* _To do_:
A verbatim reproduction of the lines below, from the line containing "impl crate::collections::memory::MemoryRecord for TeamMember" through the line containing "fn apply(&mut self, draft: TeamDraft)", both ends included, is the whole required output.

* _Available data_:
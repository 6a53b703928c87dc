//! Lakeside Core - Shared domain types.
//!
//! This crate provides the types used by every Lakeside Farms component:
//! - `site` - Public marketing pages and the `/admin` content panel
//! - `cli` - Command-line tools for migrations and admin management
//!
//! # Architecture
//!
//! The core crate contains only types and pure helpers - no I/O, no database
//! access, no HTTP. Database encoding is opt-in through the `postgres` feature.
//!
//! # Modules
//!
//! - [`types`] - Newtype IDs, ratings, coordinates, usernames, and contact messages

#![cfg_attr(not(test), forbid(unsafe_code))]

pub mod types;

pub use types::*;
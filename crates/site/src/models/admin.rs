//! Admin user and session models.

use chrono::{DateTime, Utc};
use serde::Serialize;

use lakeside_core::{AdminSessionId, AdminUserId, Username};

/// An administrator who can sign in to `/admin`.
#[derive(Debug, Clone, Serialize)]
#[serde(rename_all = "camelCase")]
pub struct AdminUser {
    pub id: AdminUserId,
    pub username: Username,
    /// Argon2 PHC string.
    #[serde(skip)]
    pub password_hash: String,
    pub created_at: DateTime<Utc>,
}

/// A signed-in admin session, identified by its opaque token.
#[derive(Debug, Clone)]
pub struct AdminSession {
    pub id: AdminSessionId,
    pub token: String,
    pub admin_user_id: AdminUserId,
    pub expires_at: DateTime<Utc>,
    pub created_at: DateTime<Utc>,
}

impl AdminSession {
    /// Whether the session's expiry lies strictly before `now`.
    #[must_use]
    pub fn is_expired(&self, now: DateTime<Utc>) -> bool {
        self.expires_at < now
    }
}
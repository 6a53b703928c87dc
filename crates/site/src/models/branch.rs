//! Branch location model.

use chrono::{DateTime, Utc};
use serde::Serialize;

use rust_decimal::Decimal;

use lakeside_core::{BranchId, Coordinates, CoordinatesError};

use crate::collections::OrderedItem;

/// A physical branch listed on the contact page.
#[derive(Debug, Clone, PartialEq, Eq, Serialize)]
#[serde(rename_all = "camelCase")]
pub struct Branch {
    pub id: BranchId,
    pub name: String,
    pub address: String,
    #[serde(flatten)]
    pub coordinates: Coordinates,
    pub is_active: bool,
    pub display_order: i32,
    pub phone: String,
    pub description: String,
    pub created_at: DateTime<Utc>,
    pub updated_at: DateTime<Utc>,
}

/// Editable fields of a branch. Name and address are required.
#[derive(Debug, Clone, PartialEq, Eq)]
pub struct BranchDraft {
    pub name: String,
    pub address: String,
    pub coordinates: Coordinates,
    pub is_active: bool,
    pub phone: String,
    pub description: String,
}

impl OrderedItem for Branch {
    type Id = BranchId;
    type Scope = ();

    fn id(&self) -> BranchId {
        self.id
    }

    fn scope(&self) {}

    fn sort_order(&self) -> i32 {
        self.display_order
    }
}

/// `(name, address, latitude, longitude, phone, description)` for the
/// branches created on an empty table. Coordinates are in ten-thousandths
/// of a degree.
const DEFAULT_BRANCHES: [(&str, &str, i64, i64, &str, &str); 5] = [
    (
        "Ofankor - Headquarters",
        "P.O.BOX 236 Ofankor-Accra, Greater Accra Region",
        56_809,
        -2_420,
        "+233 543 024 779",
        "Lakeside Farms - Main Office and Headquarters",
    ),
    (
        "Tamale - Kumbugu",
        "Kumbugu, Tamale, Northern Region",
        94_034,
        -8_424,
        "",
        "Lakeside Farms - Tamale Kumbugu Branch",
    ),
    (
        "Nsawam Adoagyire",
        "Adoagyire, Nsawam, Eastern Region",
        58_081,
        -3_522,
        "",
        "Lakeside Farms - Nsawam Adoagyire Branch",
    ),
    (
        "Kwahu Tafo",
        "Tafo, Kwahu, Eastern Region",
        63_167,
        -6_333,
        "",
        "Lakeside Farms - Kwahu Tafo Branch",
    ),
    (
        "Tamale - Kamina",
        "Kamina, Tamale, Northern Region",
        94_100,
        -8_000,
        "",
        "Lakeside Farms - Tamale Kamina Branch",
    ),
];

/// Drafts for the default branches, in display order.
///
/// # Errors
///
/// Returns an error if a default coordinate is out of range.
pub fn default_branches() -> Result<Vec<BranchDraft>, CoordinatesError> {
    DEFAULT_BRANCHES
        .iter()
        .map(|&(name, address, lat, lon, phone, description)| {
            Ok(BranchDraft {
                name: name.to_owned(),
                address: address.to_owned(),
                coordinates: Coordinates::new(Decimal::new(lat, 4), Decimal::new(lon, 4))?,
                is_active: true,
                phone: phone.to_owned(),
                description: description.to_owned(),
            })
        })
        .collect()
}

#[cfg(any(test, feature = "test-support"))]
impl crate::collections::memory::MemoryRecord for Branch {
    type Draft = BranchDraft;

    fn materialize(id: i32, (): (), display_order: i32, draft: BranchDraft) -> Self {
        let now = Utc::now();
        Self {
            id: BranchId::new(id),
            name: draft.name,
            address: draft.address,
            coordinates: draft.coordinates,
            is_active: draft.is_active,
            display_order,
            phone: draft.phone,
            description: draft.description,
            created_at: now,
            updated_at: now,
        }
    }

    fn set_sort_order(&mut self, display_order: i32) {
        self.display_order = display_order;
    }

    fn apply(&mut self, draft: BranchDraft) {
        self.name = draft.name;
        self.address = draft.address;
        self.coordinates = draft.coordinates;
        self.is_active = draft.is_active;
        self.phone = draft.phone;
        self.description = draft.description;
        self.updated_at = Utc::now();
    }
}

#[cfg(test)]
#[allow(clippy::unwrap_used)]
mod tests {
    use super::*;

    #[test]
    fn test_default_branches_are_valid() {
        let branches = default_branches().unwrap();
        assert_eq!(branches.len(), 5);
        assert_eq!(branches[0].name, "Ofankor - Headquarters");
        assert_eq!(branches[0].coordinates.latitude().to_string(), "5.6809");
        assert!(branches.iter().all(|b| b.is_active));
    }
}
//! Team member model.

use serde::Serialize;

use lakeside_core::TeamMemberId;

use crate::collections::OrderedItem;

/// A person shown on the about page.
#[derive(Debug, Clone, PartialEq, Eq, Serialize)]
#[serde(rename_all = "camelCase")]
pub struct TeamMember {
    pub id: TeamMemberId,
    pub name: String,
    pub role: String,
    pub description: String,
    pub image_url: String,
    pub sort_order: i32,
}

/// Editable fields of a team member. Name and role are required.
#[derive(Debug, Clone, PartialEq, Eq)]
pub struct TeamDraft {
    pub name: String,
    pub role: String,
    pub description: String,
}

impl OrderedItem for TeamMember {
    type Id = TeamMemberId;
    type Scope = ();

    fn id(&self) -> TeamMemberId {
        self.id
    }

    fn scope(&self) {}

    fn sort_order(&self) -> i32 {
        self.sort_order
    }

    fn owned_files(&self) -> Vec<&str> {
        vec![self.image_url.as_str()]
    }
}

#[cfg(any(test, feature = "test-support"))]
impl crate::collections::memory::MemoryRecord for TeamMember {
    type Draft = TeamDraft;

    fn materialize(id: i32, (): (), sort_order: i32, draft: TeamDraft) -> Self {
        Self {
            id: TeamMemberId::new(id),
            name: draft.name,
            role: draft.role,
            description: draft.description,
            image_url: String::new(),
            sort_order,
        }
    }

    fn set_sort_order(&mut self, sort_order: i32) {
        self.sort_order = sort_order;
    }

    fn apply(&mut self, draft: TeamDraft) {
        self.name = draft.name;
        self.role = draft.role;
        self.description = draft.description;
    }

    fn image_slot(&mut self) -> Option<&mut String> {
        Some(&mut self.image_url)
    }
}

* _Finished task_:
impl crate::collections::memory::MemoryRecord for TeamMember {
    type Draft = TeamDraft;

    fn materialize(id: i32, (): (), sort_order: i32, draft: TeamDraft) -> Self {
        Self {
            id: TeamMemberId::new(id),
            name: draft.name,
            role: draft.role,
            description: draft.description,
            image_url: String::new(),
            sort_order,
        }
    }

    fn set_sort_order(&mut self, sort_order: i32) {
        self.sort_order = sort_order;
    }

    fn apply(&mut self, draft: TeamDraft) {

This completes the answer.